== ASSIGNED TASK ==
When the word "peak" shows up in a line of the records below, copy that line.

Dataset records
------

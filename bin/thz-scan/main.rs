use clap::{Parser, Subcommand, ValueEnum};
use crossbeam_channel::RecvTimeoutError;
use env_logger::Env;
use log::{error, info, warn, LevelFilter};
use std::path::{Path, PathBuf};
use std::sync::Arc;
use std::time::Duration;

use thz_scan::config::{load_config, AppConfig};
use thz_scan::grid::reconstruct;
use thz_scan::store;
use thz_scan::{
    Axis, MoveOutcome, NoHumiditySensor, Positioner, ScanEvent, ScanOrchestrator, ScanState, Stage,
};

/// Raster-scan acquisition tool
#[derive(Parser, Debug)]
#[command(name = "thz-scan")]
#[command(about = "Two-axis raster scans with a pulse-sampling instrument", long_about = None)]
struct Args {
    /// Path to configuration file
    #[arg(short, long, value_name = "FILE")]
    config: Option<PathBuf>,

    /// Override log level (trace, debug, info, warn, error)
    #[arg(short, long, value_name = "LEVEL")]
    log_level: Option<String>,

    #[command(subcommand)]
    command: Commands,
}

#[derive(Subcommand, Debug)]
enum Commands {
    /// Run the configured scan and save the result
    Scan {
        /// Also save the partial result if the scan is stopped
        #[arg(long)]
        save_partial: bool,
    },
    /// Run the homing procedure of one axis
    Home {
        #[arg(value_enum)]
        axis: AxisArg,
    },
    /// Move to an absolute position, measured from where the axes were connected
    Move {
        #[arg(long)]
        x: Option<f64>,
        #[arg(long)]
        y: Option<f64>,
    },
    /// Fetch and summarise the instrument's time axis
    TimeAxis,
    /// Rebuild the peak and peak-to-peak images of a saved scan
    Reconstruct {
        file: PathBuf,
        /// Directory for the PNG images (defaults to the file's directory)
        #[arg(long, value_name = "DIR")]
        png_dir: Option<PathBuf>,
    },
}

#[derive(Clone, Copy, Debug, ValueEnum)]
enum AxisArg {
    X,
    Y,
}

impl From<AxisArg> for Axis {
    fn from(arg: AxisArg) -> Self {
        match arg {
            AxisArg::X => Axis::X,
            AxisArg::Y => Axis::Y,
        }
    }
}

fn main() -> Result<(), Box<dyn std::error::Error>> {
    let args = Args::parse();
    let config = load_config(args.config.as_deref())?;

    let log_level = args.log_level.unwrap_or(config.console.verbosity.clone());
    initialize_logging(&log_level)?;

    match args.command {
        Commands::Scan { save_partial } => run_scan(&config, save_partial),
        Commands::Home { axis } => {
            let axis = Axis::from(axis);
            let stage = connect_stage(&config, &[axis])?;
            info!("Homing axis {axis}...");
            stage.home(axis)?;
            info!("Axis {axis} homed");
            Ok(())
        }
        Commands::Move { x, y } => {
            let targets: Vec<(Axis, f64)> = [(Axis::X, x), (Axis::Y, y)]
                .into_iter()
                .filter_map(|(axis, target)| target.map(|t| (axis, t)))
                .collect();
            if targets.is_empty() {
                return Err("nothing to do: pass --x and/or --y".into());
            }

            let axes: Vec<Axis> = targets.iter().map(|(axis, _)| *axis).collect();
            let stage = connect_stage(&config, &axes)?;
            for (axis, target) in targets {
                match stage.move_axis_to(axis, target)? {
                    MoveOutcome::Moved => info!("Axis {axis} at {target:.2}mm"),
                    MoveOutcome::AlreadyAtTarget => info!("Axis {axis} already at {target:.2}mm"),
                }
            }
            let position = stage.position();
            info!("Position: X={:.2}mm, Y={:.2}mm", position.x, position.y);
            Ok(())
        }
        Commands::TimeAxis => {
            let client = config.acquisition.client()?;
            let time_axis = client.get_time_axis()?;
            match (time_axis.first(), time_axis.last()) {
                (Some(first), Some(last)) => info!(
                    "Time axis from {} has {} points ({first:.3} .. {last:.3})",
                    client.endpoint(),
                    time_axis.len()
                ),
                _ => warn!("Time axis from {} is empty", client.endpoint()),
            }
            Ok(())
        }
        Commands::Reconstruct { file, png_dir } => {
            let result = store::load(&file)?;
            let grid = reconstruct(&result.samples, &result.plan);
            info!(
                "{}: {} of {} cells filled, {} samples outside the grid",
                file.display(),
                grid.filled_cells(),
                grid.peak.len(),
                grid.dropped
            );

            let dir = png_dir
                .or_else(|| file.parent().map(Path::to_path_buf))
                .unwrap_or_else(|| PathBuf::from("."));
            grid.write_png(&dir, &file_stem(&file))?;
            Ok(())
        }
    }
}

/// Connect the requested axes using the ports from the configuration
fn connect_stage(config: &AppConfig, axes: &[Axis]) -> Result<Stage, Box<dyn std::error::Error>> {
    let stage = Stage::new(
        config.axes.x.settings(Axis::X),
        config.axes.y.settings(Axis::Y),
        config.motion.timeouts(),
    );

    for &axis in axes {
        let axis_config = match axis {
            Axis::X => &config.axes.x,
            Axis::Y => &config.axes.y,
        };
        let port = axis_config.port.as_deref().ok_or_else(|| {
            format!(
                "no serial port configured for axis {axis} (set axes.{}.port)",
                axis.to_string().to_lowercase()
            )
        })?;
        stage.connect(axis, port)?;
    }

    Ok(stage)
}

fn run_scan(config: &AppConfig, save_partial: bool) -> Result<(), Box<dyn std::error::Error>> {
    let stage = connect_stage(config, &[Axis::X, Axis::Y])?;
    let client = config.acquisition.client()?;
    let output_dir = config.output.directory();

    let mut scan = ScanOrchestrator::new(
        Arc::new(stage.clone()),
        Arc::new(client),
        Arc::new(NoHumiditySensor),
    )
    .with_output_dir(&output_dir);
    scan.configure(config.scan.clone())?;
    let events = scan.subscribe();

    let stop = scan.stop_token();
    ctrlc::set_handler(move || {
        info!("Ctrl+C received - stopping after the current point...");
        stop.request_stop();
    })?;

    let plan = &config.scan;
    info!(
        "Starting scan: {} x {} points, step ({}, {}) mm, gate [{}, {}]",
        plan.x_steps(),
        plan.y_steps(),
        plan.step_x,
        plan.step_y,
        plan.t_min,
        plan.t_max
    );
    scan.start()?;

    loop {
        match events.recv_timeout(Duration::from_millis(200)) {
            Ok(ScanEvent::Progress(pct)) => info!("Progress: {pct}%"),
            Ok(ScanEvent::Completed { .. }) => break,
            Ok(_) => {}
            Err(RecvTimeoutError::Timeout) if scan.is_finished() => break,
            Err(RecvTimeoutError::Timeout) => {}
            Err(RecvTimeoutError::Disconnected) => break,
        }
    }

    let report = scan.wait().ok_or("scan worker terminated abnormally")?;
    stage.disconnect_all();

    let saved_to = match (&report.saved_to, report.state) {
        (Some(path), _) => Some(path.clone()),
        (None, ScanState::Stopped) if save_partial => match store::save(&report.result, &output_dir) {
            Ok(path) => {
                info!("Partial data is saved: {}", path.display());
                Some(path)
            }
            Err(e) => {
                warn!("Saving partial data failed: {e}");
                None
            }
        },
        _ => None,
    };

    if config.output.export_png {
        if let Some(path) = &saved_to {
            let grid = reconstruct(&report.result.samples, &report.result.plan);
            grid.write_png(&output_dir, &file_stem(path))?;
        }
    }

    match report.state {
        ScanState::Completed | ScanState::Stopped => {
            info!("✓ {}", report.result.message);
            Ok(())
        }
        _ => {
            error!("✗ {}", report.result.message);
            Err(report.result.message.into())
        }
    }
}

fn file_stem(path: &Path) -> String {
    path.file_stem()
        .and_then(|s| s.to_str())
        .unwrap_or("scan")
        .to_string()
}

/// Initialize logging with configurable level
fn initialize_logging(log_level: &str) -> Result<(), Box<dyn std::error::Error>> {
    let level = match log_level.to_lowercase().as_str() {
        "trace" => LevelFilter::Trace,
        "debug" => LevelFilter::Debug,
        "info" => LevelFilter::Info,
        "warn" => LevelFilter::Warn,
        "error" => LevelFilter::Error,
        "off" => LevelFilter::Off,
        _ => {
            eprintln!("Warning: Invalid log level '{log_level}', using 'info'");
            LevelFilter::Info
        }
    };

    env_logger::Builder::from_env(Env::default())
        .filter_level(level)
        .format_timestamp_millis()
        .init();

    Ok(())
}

------

== TASK ANSWER ==
    /// Rebuild the peak and peak-to-peak images of a saved scan
                grid.peak.len(),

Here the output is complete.